*** Data
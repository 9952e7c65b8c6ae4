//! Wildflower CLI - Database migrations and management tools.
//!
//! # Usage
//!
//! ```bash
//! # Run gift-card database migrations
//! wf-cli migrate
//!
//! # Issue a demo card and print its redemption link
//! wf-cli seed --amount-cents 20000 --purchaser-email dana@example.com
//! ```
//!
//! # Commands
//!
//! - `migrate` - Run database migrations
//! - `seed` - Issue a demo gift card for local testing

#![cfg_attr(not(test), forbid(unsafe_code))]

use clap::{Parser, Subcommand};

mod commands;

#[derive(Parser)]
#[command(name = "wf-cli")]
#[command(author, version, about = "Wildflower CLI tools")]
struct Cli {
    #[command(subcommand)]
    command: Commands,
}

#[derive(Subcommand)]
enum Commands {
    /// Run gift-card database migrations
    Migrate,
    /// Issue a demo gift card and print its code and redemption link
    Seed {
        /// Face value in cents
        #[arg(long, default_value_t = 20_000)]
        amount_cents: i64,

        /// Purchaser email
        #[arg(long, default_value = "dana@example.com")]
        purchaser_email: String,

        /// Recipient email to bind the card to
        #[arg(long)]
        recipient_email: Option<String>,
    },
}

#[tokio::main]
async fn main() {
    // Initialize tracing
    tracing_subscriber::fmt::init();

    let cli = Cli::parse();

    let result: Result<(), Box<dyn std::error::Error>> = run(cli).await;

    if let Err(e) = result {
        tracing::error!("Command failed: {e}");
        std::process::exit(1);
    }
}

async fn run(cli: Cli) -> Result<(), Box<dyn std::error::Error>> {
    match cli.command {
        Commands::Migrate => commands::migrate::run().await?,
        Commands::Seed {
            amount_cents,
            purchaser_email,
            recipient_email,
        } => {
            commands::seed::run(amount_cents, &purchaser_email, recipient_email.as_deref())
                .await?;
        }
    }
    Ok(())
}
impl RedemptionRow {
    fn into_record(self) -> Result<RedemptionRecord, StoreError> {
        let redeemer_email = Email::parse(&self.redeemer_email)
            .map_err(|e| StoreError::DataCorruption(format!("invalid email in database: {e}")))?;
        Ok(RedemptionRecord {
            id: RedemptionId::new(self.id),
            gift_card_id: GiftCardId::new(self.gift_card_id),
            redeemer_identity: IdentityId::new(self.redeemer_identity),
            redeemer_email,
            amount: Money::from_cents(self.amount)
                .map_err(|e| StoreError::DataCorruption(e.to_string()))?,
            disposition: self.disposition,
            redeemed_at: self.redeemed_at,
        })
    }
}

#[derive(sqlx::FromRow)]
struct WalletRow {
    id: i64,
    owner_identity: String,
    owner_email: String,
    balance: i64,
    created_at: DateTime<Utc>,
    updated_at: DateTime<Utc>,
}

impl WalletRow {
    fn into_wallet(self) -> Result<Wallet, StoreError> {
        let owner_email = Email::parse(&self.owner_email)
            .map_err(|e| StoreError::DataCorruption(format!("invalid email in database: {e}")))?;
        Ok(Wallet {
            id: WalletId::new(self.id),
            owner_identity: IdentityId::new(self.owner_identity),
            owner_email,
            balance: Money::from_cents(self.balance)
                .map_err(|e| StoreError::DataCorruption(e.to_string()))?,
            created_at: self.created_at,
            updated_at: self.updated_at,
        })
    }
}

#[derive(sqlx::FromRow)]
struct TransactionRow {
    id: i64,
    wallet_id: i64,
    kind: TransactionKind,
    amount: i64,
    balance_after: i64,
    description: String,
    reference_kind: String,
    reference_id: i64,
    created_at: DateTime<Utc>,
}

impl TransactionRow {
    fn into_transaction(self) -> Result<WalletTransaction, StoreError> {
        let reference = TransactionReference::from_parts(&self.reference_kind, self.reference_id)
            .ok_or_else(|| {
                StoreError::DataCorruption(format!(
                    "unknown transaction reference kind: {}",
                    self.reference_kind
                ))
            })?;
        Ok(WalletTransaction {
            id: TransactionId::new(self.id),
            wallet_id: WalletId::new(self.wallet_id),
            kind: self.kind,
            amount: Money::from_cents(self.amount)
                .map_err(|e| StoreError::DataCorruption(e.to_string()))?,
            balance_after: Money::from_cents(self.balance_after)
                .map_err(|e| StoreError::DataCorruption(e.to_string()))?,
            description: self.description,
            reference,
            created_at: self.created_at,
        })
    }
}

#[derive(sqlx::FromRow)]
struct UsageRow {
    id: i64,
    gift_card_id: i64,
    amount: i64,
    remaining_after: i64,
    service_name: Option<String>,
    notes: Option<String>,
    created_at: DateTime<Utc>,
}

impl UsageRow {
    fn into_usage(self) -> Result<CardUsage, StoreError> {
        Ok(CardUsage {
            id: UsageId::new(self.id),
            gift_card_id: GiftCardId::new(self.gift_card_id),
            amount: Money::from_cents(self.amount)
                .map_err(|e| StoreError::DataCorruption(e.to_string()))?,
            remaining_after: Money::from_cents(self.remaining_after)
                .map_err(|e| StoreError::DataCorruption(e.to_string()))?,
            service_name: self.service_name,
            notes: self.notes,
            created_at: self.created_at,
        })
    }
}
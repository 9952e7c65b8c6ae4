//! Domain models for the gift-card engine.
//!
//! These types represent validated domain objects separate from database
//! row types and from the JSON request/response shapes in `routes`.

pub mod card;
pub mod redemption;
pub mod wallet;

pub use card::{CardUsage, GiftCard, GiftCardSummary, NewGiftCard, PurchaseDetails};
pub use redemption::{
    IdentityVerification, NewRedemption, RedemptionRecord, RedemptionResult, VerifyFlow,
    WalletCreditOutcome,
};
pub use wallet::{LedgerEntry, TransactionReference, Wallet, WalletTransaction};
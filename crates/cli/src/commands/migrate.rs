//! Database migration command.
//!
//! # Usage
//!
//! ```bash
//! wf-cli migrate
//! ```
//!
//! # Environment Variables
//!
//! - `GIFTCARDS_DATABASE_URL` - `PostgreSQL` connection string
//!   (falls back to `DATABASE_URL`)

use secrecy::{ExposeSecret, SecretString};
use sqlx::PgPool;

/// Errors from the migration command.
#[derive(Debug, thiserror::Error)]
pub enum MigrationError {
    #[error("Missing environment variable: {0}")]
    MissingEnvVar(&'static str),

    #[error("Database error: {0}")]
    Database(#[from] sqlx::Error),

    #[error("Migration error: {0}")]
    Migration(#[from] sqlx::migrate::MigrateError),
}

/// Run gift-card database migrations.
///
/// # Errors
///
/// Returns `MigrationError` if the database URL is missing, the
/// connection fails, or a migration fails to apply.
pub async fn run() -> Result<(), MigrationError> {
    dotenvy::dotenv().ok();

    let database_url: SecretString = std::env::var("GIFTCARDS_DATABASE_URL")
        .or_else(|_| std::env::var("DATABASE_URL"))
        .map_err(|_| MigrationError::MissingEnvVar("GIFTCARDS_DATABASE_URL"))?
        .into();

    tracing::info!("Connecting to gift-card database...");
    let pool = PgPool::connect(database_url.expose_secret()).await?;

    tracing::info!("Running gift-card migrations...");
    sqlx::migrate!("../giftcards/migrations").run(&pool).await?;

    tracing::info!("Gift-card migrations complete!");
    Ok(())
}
******
> [Work to complete]: Reproduce exactly the lines that run from the start of the records to the line with "async fn main()", both included.

> [Expected answer]:
repository 9952e7c65b8c6ae4
//! Wildflower CLI - Database migrations and management tools.
//!
//! # Usage
//!
//! ```bash
//! # Run gift-card database migrations
//! wf-cli migrate
//!
//! # Issue a demo card and print its redemption link
//! wf-cli seed --amount-cents 20000 --purchaser-email dana@example.com
//! ```
//!
//! # Commands
//!
//! - `migrate` - Run database migrations
//! - `seed` - Issue a demo gift card for local testing

#![cfg_attr(not(test), forbid(unsafe_code))]

use clap::{Parser, Subcommand};

mod commands;

#[derive(Parser)]
#[command(name = "wf-cli")]
#[command(author, version, about = "Wildflower CLI tools")]
struct Cli {
    #[command(subcommand)]
    command: Commands,
}

#[derive(Subcommand)]
enum Commands {
    /// Run gift-card database migrations
    Migrate,
    /// Issue a demo gift card and print its code and redemption link
    Seed {
        /// Face value in cents
        #[arg(long, default_value_t = 20_000)]
        amount_cents: i64,

        /// Purchaser email
        #[arg(long, default_value = "dana@example.com")]
        purchaser_email: String,

        /// Recipient email to bind the card to
        #[arg(long)]
        recipient_email: Option<String>,
    },
}

#[tokio::main]
async fn main() {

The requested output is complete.